Susan Fisher, chair of the Department of Clinical Science at the School of Medicine, said typical Alzheimer’s patients progress from having normal brain function to mild cognitive impairment, before developing and fulfilling all of the criteria for having Alzheimer’s. The ultimate goal of the study was to predict the development of Alzheimer’s before the patient displayed any symptoms.
The research team recruited a group of 525 adults aged 75 and over who had no diagnosis of a neurologic disease and who were not on any medications that would have side effects that would affect their cognition. The subjects were enrolled in the study over a course of two years, in Rochester, N.Y., California, and Washington.
“The goal of this study was to identify markers, lipid markers, from the blood that would predict or might show patients who are at the greatest risk of developing Alzheimer’s disease,” Fisher said.

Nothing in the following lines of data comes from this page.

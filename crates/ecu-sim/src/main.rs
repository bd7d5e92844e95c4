//! OBD-II ECU Simulator
//!
//! Answers OBD-II requests on a SocketCAN interface, for testing clients
//! without a vehicle.
//!
//! # Usage
//!
//! ```bash
//! sudo ip link add dev vcan0 type vcan && sudo ip link set up vcan0
//! ./ecu-sim --interface vcan0
//! ```
//!
//! With config file:
//! ```bash
//! ./ecu-sim --config config/ecu-sim.toml
//! ```

use std::sync::atomic::{AtomicBool, Ordering};
use std::sync::Arc;

use anyhow::{Context, Result};
use clap::Parser;
use ecu_sim::{EcuConfig, EcuSimulator};
use obd_can::config::SocketCanConfig;
use obd_can::{create_driver, AddressingMode, DriverConfig, VirtualBus};
use tracing::info;

#[derive(Parser, Debug)]
#[command(name = "ecu-sim")]
#[command(about = "Simulated OBD-II ECU on SocketCAN")]
struct Args {
    /// Configuration file path (TOML format)
    /// If provided, overrides command-line options
    #[arg(short, long)]
    config: Option<String>,

    /// CAN interface name
    #[arg(short, long, default_value = "vcan0")]
    interface: String,

    /// Use 29-bit identifiers
    #[arg(long)]
    extended: bool,

    /// Seed for reproducible values
    #[arg(long)]
    seed: Option<u64>,

    /// Enable verbose output
    #[arg(short, long)]
    verbose: bool,
}

#[tokio::main]
async fn main() -> Result<()> {
    let args = Args::parse();

    // Initialize tracing
    let filter = if args.verbose {
        "ecu_sim=debug,obd_can=debug"
    } else {
        "ecu_sim=info,obd_can=info"
    };

    tracing_subscriber::fmt().with_env_filter(filter).init();

    // Load configuration
    let config = if let Some(config_path) = &args.config {
        info!("Loading config from: {}", config_path);
        EcuConfig::load(config_path).context("Failed to load config")?
    } else {
        EcuConfig {
            addressing: if args.extended {
                AddressingMode::Extended
            } else {
                AddressingMode::Standard
            },
            interface: args.interface.clone(),
            seed: args.seed,
            ..Default::default()
        }
    };

    info!("Starting OBD-II ECU Simulator");
    info!(
        interface = %config.interface,
        addressing = ?config.addressing,
        supported_pids = config.supported_pids.len(),
        vin = config.vin.is_some(),
        dtcs = config.dtcs.as_ref().map_or(0, |d| d.len())
    );

    let driver = create_driver(
        &DriverConfig::SocketCan(SocketCanConfig {
            interface: config.interface.clone(),
        }),
        &VirtualBus::new(),
    )
    .context("Failed to open CAN interface")?;

    let mut simulator = EcuSimulator::new(driver, &config);
    let [primary, secondary] = simulator.response_ids();
    info!(
        primary = format!("0x{:X}", primary),
        secondary = format!("0x{:X}", secondary),
        "ECU Simulator ready - waiting for requests"
    );
    info!("Press Ctrl+C to stop");

    let running = Arc::new(AtomicBool::new(true));
    let running_for_signal = running.clone();
    tokio::spawn(async move {
        if tokio::signal::ctrl_c().await.is_ok() {
            info!("Shutting down...");
        }
        running_for_signal.store(false, Ordering::SeqCst);
    });

    // Run until interrupted
    simulator.run(running).await;

    info!("ECU Simulator stopped");
    Ok(())
}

While enrolled, subjects had a sample of blood draw and completed a “full battery” of neuropsychological tests that evaluated the patients’ memory, attention and executive functions. A series of language and visual tests were given also.
“So we did all this testing and we had this tube of blood,” Fisher said. “In the laboratory they examined this blood for a metabolic profile, a medical footprint of cells that might separate those who eventually develop Alzheimer’s disease to those who didn’t.”
The patients that participated in the study were followed for three years and studied once a year. At the end of three years, the research team found 46 people who would have been categorized as MCI, but did not display symptoms of Alzheimer’s. Twenty-eight patients were found to have normal psychological functioning.
Three years later, all 74 of the patients were tested and found to have Alzheimer’s.
The team looked at the blood of these individuals by examining a small subset for different kinds of markers. They found 10 lipids of fat that seem to be very different in people developing Alzheimer’s versus everyone else.
“We knew that once people had converted, you could go back and look at the initial blood test and see that the blood showed different characteristics than those that did not,” Fisher said.
That being said, ideally the team wants to be able to identify the 10 markers in the first group, take another test group with a small set of people who had progressed to Alzheimer’s, as well as a group that did not and examine their blood for the same 10 markers. These 10 markers separate the two groups of people at 90 percent or greater accuracy.
According to the Susan G. Komen website, mammograms are typically only 78 percent accurate in detecting an abnormal breast lump in women ages 50 and older.
“90 percent is pretty darn good,” Fisher said.
Currently, there is no cure for Alzheimer’s disease. There are many treatments and suggested drugs for treating Alzheimer’s, but according to Fisher “none are particularly useful” because they have not halted the progression of the disease after diagnosis.
These drugs, however, are thought to perhaps be helpful in preventing the onset of Alzheimer’s if they are administered early. The testing that took place in the study allowed researchers to screen people who look like they may develop Alzheimer’s in the immediate future, and determine where they could get prevention treatment.
Although the initial study has been completed, there is still a bit of work to be done to find more about this breakthrough.
“I have to say, although we have a big sample size, we still only had a small sample of people within three years that developed Alzheimer’s disease,” Fisher said. “While these results are positive, they need to be tested more within a more diverse group of people.”